REQUIREMENT: Copy every line below. Do not alter any of them.

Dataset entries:
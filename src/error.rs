// src/error.rs

use actix_web::{http::StatusCode, HttpResponse, ResponseError};
use serde_json::json;

use crate::media::MediaError;
use crate::services::mail_service::MailError;
use crate::store::StoreError;

/// The error type every handler returns.
///
/// Client-facing variants carry their message verbatim. Upstream and internal
/// failures are logged and replaced with a generic message.
#[derive(Debug, thiserror::Error)]
pub enum ApiError {
    #[error("{0}")]
    Validation(String),

    #[error("Invalid credentials")]
    InvalidCredentials,

    #[error("{0}")]
    Unauthenticated(String),

    #[error("Please verify your email before login")]
    Unverified,

    #[error("{0}")]
    Forbidden(String),

    #[error("{0}")]
    NotFound(String),

    #[error("{0}")]
    Conflict(String),

    #[error("upstream service failed: {0}")]
    Upstream(String),

    #[error("store error: {0}")]
    Store(#[from] StoreError),

    #[error("internal error: {0}")]
    Internal(String),
}

impl ApiError {
    pub fn validation(msg: impl Into<String>) -> Self {
        ApiError::Validation(msg.into())
    }

    pub fn not_found(msg: impl Into<String>) -> Self {
        ApiError::NotFound(msg.into())
    }
}

impl From<MediaError> for ApiError {
    fn from(e: MediaError) -> Self {
        ApiError::Upstream(format!("media: {}", e))
    }
}

impl From<MailError> for ApiError {
    fn from(e: MailError) -> Self {
        ApiError::Upstream(format!("mail: {}", e))
    }
}

impl ResponseError for ApiError {
    fn status_code(&self) -> StatusCode {
        match self {
            ApiError::Validation(_) | ApiError::InvalidCredentials => StatusCode::BAD_REQUEST,
            ApiError::Unauthenticated(_) | ApiError::Unverified => StatusCode::UNAUTHORIZED,
            ApiError::Forbidden(_) => StatusCode::FORBIDDEN,
            ApiError::NotFound(_) => StatusCode::NOT_FOUND,
            ApiError::Conflict(_) => StatusCode::CONFLICT,
            ApiError::Upstream(_) | ApiError::Store(_) | ApiError::Internal(_) => {
                StatusCode::INTERNAL_SERVER_ERROR
            }
        }
    }

    fn error_response(&self) -> HttpResponse {
        let status = self.status_code();
        let message = if status.is_server_error() {
            log::error!("{}", self);
            "Internal server error".to_string()
        } else {
            self.to_string()
        };
        HttpResponse::build(status).json(json!({
            "success": false,
            "message": message,
        }))
    }
}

ANSWER TO THIS TASK:
filename src/error.rs
// src/error.rs

use actix_web::{http::StatusCode, HttpResponse, ResponseError};
use serde_json::json;

use crate::media::MediaError;
use crate::services::mail_service::MailError;
use crate::store::StoreError;

/// The error type every handler returns.
///
/// Client-facing variants carry their message verbatim. Upstream and internal
/// failures are logged and replaced with a generic message.
#[derive(Debug, thiserror::Error)]
pub enum ApiError {
    #[error("{0}")]
    Validation(String),

    #[error("Invalid credentials")]
    InvalidCredentials,

    #[error("{0}")]
    Unauthenticated(String),

    #[error("Please verify your email before login")]
    Unverified,

    #[error("{0}")]
    Forbidden(String),

    #[error("{0}")]
    NotFound(String),

    #[error("{0}")]
    Conflict(String),

    #[error("upstream service failed: {0}")]
    Upstream(String),

    #[error("store error: {0}")]
    Store(#[from] StoreError),

    #[error("internal error: {0}")]
    Internal(String),
}

impl ApiError {
    pub fn validation(msg: impl Into<String>) -> Self {
        ApiError::Validation(msg.into())
    }

    pub fn not_found(msg: impl Into<String>) -> Self {
        ApiError::NotFound(msg.into())
    }
}

impl From<MediaError> for ApiError {
    fn from(e: MediaError) -> Self {
        ApiError::Upstream(format!("media: {}", e))
    }
}

impl From<MailError> for ApiError {
    fn from(e: MailError) -> Self {
        ApiError::Upstream(format!("mail: {}", e))
    }
}

impl ResponseError for ApiError {
    fn status_code(&self) -> StatusCode {
        match self {
            ApiError::Validation(_) | ApiError::InvalidCredentials => StatusCode::BAD_REQUEST,
            ApiError::Unauthenticated(_) | ApiError::Unverified => StatusCode::UNAUTHORIZED,
            ApiError::Forbidden(_) => StatusCode::FORBIDDEN,
            ApiError::NotFound(_) => StatusCode::NOT_FOUND,
            ApiError::Conflict(_) => StatusCode::CONFLICT,
            ApiError::Upstream(_) | ApiError::Store(_) | ApiError::Internal(_) => {
                StatusCode::INTERNAL_SERVER_ERROR
            }
        }
    }

    fn error_response(&self) -> HttpResponse {
        let status = self.status_code();
        let message = if status.is_server_error() {
            log::error!("{}", self);
            "Internal server error".to_string()
        } else {
            self.to_string()
        };
        HttpResponse::build(status).json(json!({
            "success": false,
            "message": message,
        }))
    }
}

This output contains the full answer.